De Stijl’in en meşhur sanat eserlerinden bazıları içinde Piet Mondrian’ınki de içeriyor Kırmızı, Mavi ve Sarı ile Kompozisyon (1921), Gerrit Rietveld’in Kırmızı ve Mavi Iskemle (1917) ve Theo van Doesburg’un Zamir 5 (1924). Bu sanat eserlerinin tamamı çağdaş sanatın başyapıtları olarak kabul edilir ve 20. yüzyılda sanat ve tasarımın gelişimi üstünde derin bir etkiye haiz olmuştur.

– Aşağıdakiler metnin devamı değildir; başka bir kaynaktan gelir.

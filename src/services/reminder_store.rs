// src/services/reminder_store.rs
//
// Reminder Store - the authoritative owner of the reminder collection.
//
// RULES:
// - Only the store mutates reminders; callers get snapshots or derived views
// - Every reminder mutation persists the full collection before it becomes visible
// - Pending-date changes persist only the pending date
// - Near-duplicate adds are rejected here, whatever the caller checked

use chrono::{DateTime, Duration, NaiveDate, Utc};
use std::collections::HashSet;
use std::sync::Arc;
use uuid::Uuid;

use crate::domain::timestamp::normalize;
use crate::domain::{
    default_duplicate_tolerance, ensure_not_duplicate, DomainError, MediaType, PendingSelection,
    Reminder, ReminderStatus, TimestampFormatter,
};
use crate::error::{AppError, AppResult};
use crate::events::{
    EventBus, PendingDateChanged, ReminderAdded, ReminderRemoved, RemindersRestored,
};
use crate::repositories::ReminderRepository;
use crate::services::scheduler::{AlertRequest, ReminderScheduler};

/// Tunables for a store instance
#[derive(Debug, Clone)]
pub struct StoreOptions {
    pub formatter: TimestampFormatter,
    pub duplicate_tolerance: Duration,
}

impl Default for StoreOptions {
    fn default() -> Self {
        Self {
            formatter: TimestampFormatter::default(),
            duplicate_tolerance: default_duplicate_tolerance(),
        }
    }
}

pub struct ReminderStore {
    repository: Arc<dyn ReminderRepository>,
    scheduler: Arc<dyn ReminderScheduler>,
    event_bus: Arc<EventBus>,
    options: StoreOptions,

    /// Insertion order
    reminders: Vec<Reminder>,
    pending: PendingSelection,
}

impl ReminderStore {
    /// Build a store from persisted state.
    ///
    /// Missing or unreadable reminder data yields an empty store; a missing
    /// or unreadable pending date defaults to now. Storage failures other
    /// than decoding are returned.
    pub fn initialize(
        repository: Arc<dyn ReminderRepository>,
        scheduler: Arc<dyn ReminderScheduler>,
        event_bus: Arc<EventBus>,
        options: StoreOptions,
    ) -> AppResult<Self> {
        let pending_date = match repository.load_pending_date() {
            Ok(Some(date)) => date,
            Ok(None) => Utc::now(),
            Err(AppError::Serialization(e)) => {
                log::warn!("Discarding unreadable pending date: {}", e);
                Utc::now()
            }
            Err(e) => return Err(e),
        };

        let mut store = Self {
            repository,
            scheduler,
            event_bus,
            options,
            reminders: Vec::new(),
            pending: PendingSelection::new(pending_date),
        };
        store.reload()?;

        log::info!("Reminder store ready with {} reminders", store.reminders.len());
        Ok(store)
    }

    /// Re-read the persisted reminder collection, replacing in-memory state
    pub fn reload(&mut self) -> AppResult<()> {
        let (reminders, discarded) = match self.repository.load_reminders() {
            Ok(Some(reminders)) => (reminders, false),
            Ok(None) => (Vec::new(), false),
            Err(AppError::Serialization(e)) => {
                log::warn!("Persisted reminders are unreadable, starting empty: {}", e);
                (Vec::new(), true)
            }
            Err(e) => return Err(e),
        };

        self.reminders = reminders;
        self.event_bus
            .emit(RemindersRestored::new(self.reminders.len(), discarded));
        Ok(())
    }

    // ------------------------------------------------------------------
    // Mutations
    // ------------------------------------------------------------------

    /// Store a new reminder and hand it to the scheduler.
    ///
    /// Fails with `DomainError::DuplicateReminder` when a reminder for the
    /// same media already exists within the duplicate tolerance of `date`.
    pub fn add_reminder(
        &mut self,
        date: DateTime<Utc>,
        media_type: MediaType,
        media_name: impl Into<String>,
    ) -> AppResult<Reminder> {
        let media_name = media_name.into();

        // The window is measured on the requested instant, before it is
        // rounded to stored precision
        ensure_not_duplicate(
            &self.reminders,
            date,
            media_type,
            &media_name,
            self.options.duplicate_tolerance,
        )?;

        let reminder = Reminder::new(date, media_type, media_name);

        let mut next = self.reminders.clone();
        next.push(reminder.clone());
        self.commit(next)?;

        log::info!(
            "Added reminder {} for {} {} at {}",
            reminder.id,
            reminder.media_type,
            reminder.media_name,
            reminder.date.to_rfc3339()
        );

        self.event_bus.emit(ReminderAdded::new(reminder.clone()));
        self.hand_off(&reminder);

        Ok(reminder)
    }

    /// Remove the reminder with `id`. Absent ids are not an error.
    pub fn remove_reminder(&mut self, id: Uuid) -> AppResult<Option<Reminder>> {
        let removed = self.remove_where(|r| r.id == id)?;
        Ok(removed.into_iter().next())
    }

    /// Remove entries by position in the date-sorted view.
    ///
    /// Out-of-range positions are ignored.
    pub fn remove_reminders<I>(&mut self, at_indexes: I) -> AppResult<Vec<Reminder>>
    where
        I: IntoIterator<Item = usize>,
    {
        let sorted = self.reminders_sorted_by_date();
        let ids: HashSet<Uuid> = at_indexes
            .into_iter()
            .filter_map(|idx| sorted.get(idx).map(|r| r.id))
            .collect();

        self.remove_where(|r| ids.contains(&r.id))
    }

    /// Remove every reminder that targets the given media file
    pub fn remove_reminders_for_media(
        &mut self,
        media_type: MediaType,
        media_file_id: &str,
    ) -> AppResult<usize> {
        let removed = self.remove_where(|r| r.targets(media_type, media_file_id))?;
        Ok(removed.len())
    }

    /// Move a reminder to a new date.
    ///
    /// Implemented as delete + add: the replacement gets a fresh id and is
    /// appended. The duplicate rule is checked against the other reminders
    /// before anything changes.
    pub fn reschedule_reminder(&mut self, id: Uuid, new_date: DateTime<Utc>) -> AppResult<Reminder> {
        let existing = self
            .reminders
            .iter()
            .find(|r| r.id == id)
            .cloned()
            .ok_or_else(|| DomainError::NotFound(format!("reminder {}", id)))?;

        ensure_not_duplicate(
            self.reminders.iter().filter(|r| r.id != id),
            new_date,
            existing.media_type,
            &existing.media_name,
            self.options.duplicate_tolerance,
        )?;

        let replacement = Reminder::new(new_date, existing.media_type, existing.media_name.clone());

        let mut next: Vec<Reminder> = self.reminders.iter().filter(|r| r.id != id).cloned().collect();
        next.push(replacement.clone());
        self.commit(next)?;

        log::info!("Rescheduled reminder {} as {}", existing.id, replacement.id);

        self.event_bus.emit(ReminderRemoved::new(&existing));
        self.withdraw(&existing);
        self.event_bus.emit(ReminderAdded::new(replacement.clone()));
        self.hand_off(&replacement);

        Ok(replacement)
    }

    // ------------------------------------------------------------------
    // Pending selection
    // ------------------------------------------------------------------

    pub fn pending(&self) -> &PendingSelection {
        &self.pending
    }

    /// Update the pending date; persists only that entry
    pub fn set_pending_date(&mut self, date: DateTime<Utc>) -> AppResult<()> {
        let date = normalize(date);
        self.repository.save_pending_date(date)?;
        self.pending.date = date;
        self.event_bus.emit(PendingDateChanged::new(date));
        Ok(())
    }

    pub fn select_pending_media(&mut self, media_type: MediaType, media_name: impl Into<String>) {
        self.pending.media_type = Some(media_type);
        self.pending.media_name = Some(media_name.into());
    }

    pub fn clear_pending_media(&mut self) {
        self.pending.media_type = None;
        self.pending.media_name = None;
    }

    /// Add a reminder from the pending selection
    pub fn commit_pending(&mut self) -> AppResult<Reminder> {
        let (date, media_type, media_name) = {
            let (date, media_type, name) = self.pending.complete()?;
            (date, media_type, name.to_string())
        };
        self.add_reminder(date, media_type, media_name)
    }

    // ------------------------------------------------------------------
    // Reads
    // ------------------------------------------------------------------

    /// Snapshot in insertion order
    pub fn reminders(&self) -> &[Reminder] {
        &self.reminders
    }

    pub fn len(&self) -> usize {
        self.reminders.len()
    }

    pub fn is_empty(&self) -> bool {
        self.reminders.is_empty()
    }

    /// Ascending by date; equal dates keep insertion order
    pub fn reminders_sorted_by_date(&self) -> Vec<Reminder> {
        let mut sorted = self.reminders.clone();
        sorted.sort_by_key(|r| r.date);
        sorted
    }

    /// First reminder (insertion order) for the media file, ignoring extensions
    pub fn find_reminder(&self, media_type: MediaType, media_file_id: &str) -> Option<&Reminder> {
        self.reminders
            .iter()
            .find(|r| r.targets(media_type, media_file_id))
    }

    /// Reminders falling on a calendar day in the store's display offset
    pub fn reminders_on(&self, day: NaiveDate) -> Vec<&Reminder> {
        let mut on_day: Vec<&Reminder> = self
            .reminders
            .iter()
            .filter(|r| self.options.formatter.local_day(r.date) == day)
            .collect();
        on_day.sort_by_key(|r| r.date);
        on_day
    }

    pub fn has_reminder_on(&self, day: NaiveDate) -> bool {
        self.reminders
            .iter()
            .any(|r| self.options.formatter.local_day(r.date) == day)
    }

    pub fn status_of(&self, reminder: &Reminder, now: DateTime<Utc>) -> ReminderStatus {
        reminder.status_at(now)
    }

    pub fn format_timestamp(&self, date: DateTime<Utc>) -> String {
        self.options.formatter.format(date)
    }

    pub fn formatter(&self) -> &TimestampFormatter {
        &self.options.formatter
    }

    // ------------------------------------------------------------------
    // Internals
    // ------------------------------------------------------------------

    /// Persist `next`, then make it the visible collection
    fn commit(&mut self, next: Vec<Reminder>) -> AppResult<()> {
        self.repository.save_reminders(&next)?;
        self.reminders = next;
        Ok(())
    }

    fn remove_where<F>(&mut self, predicate: F) -> AppResult<Vec<Reminder>>
    where
        F: Fn(&Reminder) -> bool,
    {
        let (removed, kept): (Vec<Reminder>, Vec<Reminder>) =
            self.reminders.iter().cloned().partition(|r| predicate(r));

        self.commit(kept)?;

        for reminder in &removed {
            log::info!("Removed reminder {} for {}", reminder.id, reminder.media_name);
            self.event_bus.emit(ReminderRemoved::new(reminder));
            self.withdraw(reminder);
        }

        Ok(removed)
    }

    fn hand_off(&self, reminder: &Reminder) {
        if let Err(e) = self.scheduler.schedule(&AlertRequest::for_reminder(reminder)) {
            log::warn!("Scheduler rejected reminder {}: {}", reminder.id, e);
        }
    }

    fn withdraw(&self, reminder: &Reminder) {
        if let Err(e) = self.scheduler.cancel(reminder.id) {
            log::warn!("Scheduler could not withdraw reminder {}: {}", reminder.id, e);
        }
    }
}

De Stijl’in sanat eserleri yalnız güzel olmakla kalmayıp, hem de daha derin bir idrak etme da haizdir. Sanatçıların çağdaş endüstriyel dönemin kaosundan ve çirkinliğinden uzak, yeni ve daha ahenkli bir dünya yaratma arzusunu temsil ederler. De Stijl sanat eserlerinde kullanılan geometrik şekiller ve temel renkler bir intizam ve balans duygusu uyandırmayı amaçlar ve asimetrik kompozisyonlar bir dinamizm ve hareket duygusu yaratmayı amaçlar.
De Stijl’in sanat eserleri, sanatın daha iyi bir dünya yaratma gücüne dair bir kanıttır. Kaos ve çirkinliğin ortasında bile, güzellik ve ahenk için devamlı ümit bulunduğunu hatırlatır.
VI. De Stijl’in Mimarisi
De Stijl’in ilkeleri mimariye de uygulandı ve ortaya sıradan geometrik formların, temel renklerin ve asimetrik dengenin kullanımıyla karakterize edilen bir yoldam çıktı.
De Stijl mimarisinin en meşhur örneklerinden bazıları Utrecht’teki Schröder Evi, Utrecht’teki Rietveld Schröder Evi ve Meudon’daki Van Doesburg Evi’dir.
Schröder Evi, Gerrit Rietveld tarafınca tasarlanmış ve 1924 senesinde inşa edilmiştir. Düz çatılı ve cam cepheli iki kattan oluşan bir evdir. İç mekan, aleni planı ve birincil renklerin kullanımıyla karakterize edilir.
Rietveld Schröder Evi, Gerrit Rietveld tarafınca tasarlanmış ve 1924 senesinde inşa edilmiştir. Düz çatılı ve cam cepheli tek kattan oluşan bir evdir. İç mekan, aleni planı ve birincil renklerin kullanımıyla karakterizedir.
Van Doesburg Evi, Theo van Doesburg tarafınca tasarlanmış ve 1923 senesinde inşa edilmiştir. Düz çatılı ve cam cepheli iki kattan oluşan bir evdir. İç mekan, birincil renklerin kullanması ve asimetrik dengesiyle karakterizedir.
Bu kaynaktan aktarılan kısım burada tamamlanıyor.